The CS said reopening learning institutions will largely be dictated by the prevailing Covid-19 status, and that it would be impossible to continue with the plan if cases will still be high. He added that they will strongly rely on the advice of the Health ministry on reopening of the institutions.
“As a physician, I will tell you according to my training, we should open after we have reached the peak and stabilised and started coming down for 14 days continuously,” he said. There is no country in the world that has dared to reopen when the Covid-19 infections were still rising.”
There have been concerns from parents and other sector players on plans to reopen learning institutions in September, citing lack of preparedness.
On Wednesday, Prof Magoha said the Health ministry had advised that each classroom have a maximum of 20 learners and suggested erecting tents to accommodate the learners in view of infrastructural challenges in most schools.
But school heads who spoke to the media said this was not practical.
The Education CS said tertiary learning institutions will only be reopened after being certified by government-approved physicians.

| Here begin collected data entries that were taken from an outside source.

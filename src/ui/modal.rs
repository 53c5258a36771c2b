use super::centered_rect;
use crate::form::{Field, FoodForm};
use ratatui::{
    Frame,
    layout::{Alignment, Constraint, Direction, Layout},
    style::{Color, Style},
    widgets::{Block, Borders, Clear, Paragraph},
};

/// Draw the add/edit form as an overlay.
pub fn render(frame: &mut Frame, title: &str, form: &FoodForm) {
    let area = centered_rect(70, 80, frame.area());

    // Clear the area behind the popup
    frame.render_widget(Clear, area);

    let block = Block::default()
        .title(title.to_string())
        .borders(Borders::ALL)
        .border_style(Style::default().fg(Color::Yellow));
    let inner = block.inner(area);
    frame.render_widget(block, area);

    let chunks = Layout::default()
        .direction(Direction::Vertical)
        .constraints([
            Constraint::Length(3),
            Constraint::Length(3),
            Constraint::Length(3),
            Constraint::Length(3),
            Constraint::Length(1),
            Constraint::Min(1),
        ])
        .split(inner);

    for (i, field) in Field::ALL.into_iter().enumerate() {
        let focused = form.focus() == field;
        let style = if focused {
            Style::default().fg(Color::Cyan)
        } else {
            Style::default().fg(Color::DarkGray)
        };
        let input = Paragraph::new(form.value(field).to_string())
            .style(Style::default().fg(Color::White))
            .block(
                Block::default()
                    .borders(Borders::ALL)
                    .border_style(style)
                    .title(format!(" {} ", field.label())),
            );
        frame.render_widget(input, chunks[i]);

        if focused {
            let value_width = unicode_width::UnicodeWidthStr::width(form.value(field)) as u16;
            let max_x = chunks[i].x + chunks[i].width.saturating_sub(2);
            let cursor_x = (chunks[i].x + 1 + value_width).min(max_x);
            frame.set_cursor_position((cursor_x, chunks[i].y + 1));
        }
    }

    // Error message if present
    if let Some(error) = form.error() {
        let error_widget = Paragraph::new(error.to_string())
            .style(Style::default().fg(Color::Red))
            .alignment(Alignment::Center);
        frame.render_widget(error_widget, chunks[4]);
    }

    let help = Paragraph::new("Tab: Next field | Enter: Save | Esc: Cancel")
        .style(Style::default().fg(Color::DarkGray))
        .alignment(Alignment::Center);
    frame.render_widget(help, chunks[5]);
}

“The challenge would be in boarding facilities in terms of bed capacity,” he said.
Dr Juan said TVET institutions would play a crucial role in the fight against Covid-19 if reopened, even as many continue to produce critical items in the fight.
“Eldoret Polytechnic donated about 240 medical beds to Uasin Gishu County and Kisumu Polytechnic is producing solar-powered handwashing machines,” he stated.
In pre-primary, primary and secondary schools, the CS said yesterday that the government has been exploring various ideas, including increasing learning facilities, which he termed unreasonable.
“In pre-primary, primary and secondary, social distance is a major challenge in capital letters, but it should not stop us from preparing for reopening in September,” the CS said. “It will be most unreasonable to expect government to double or triple the facilities in learning institutions, because it has taken years to build what is there.”
The government has also considered readmitting learners in shifts, which the CS said was only found feasible for Grade One to Four.
The consideration of overhauling the school calendar has also come up, but according to the CS, it was also not practical because of the East African Community protocols.
“We are senior members of the EAC and it would mean the President will have to consult with the others and if they say no then it is not something that we should even waste our time on,” he stated.
On examinations, the CS said TVETs could allow the examination classes that were disrupted to resume after inspection to ensure compliance with Covid-19 requirements.
Prof Magoha dismissed calls by the Kenya National Union Teachers to scrap the delocalisation policy so that teachers return to their home counties, terming it petty politics.
“When you listen to some of these arguments, they don’t deserve my attention,” he stated.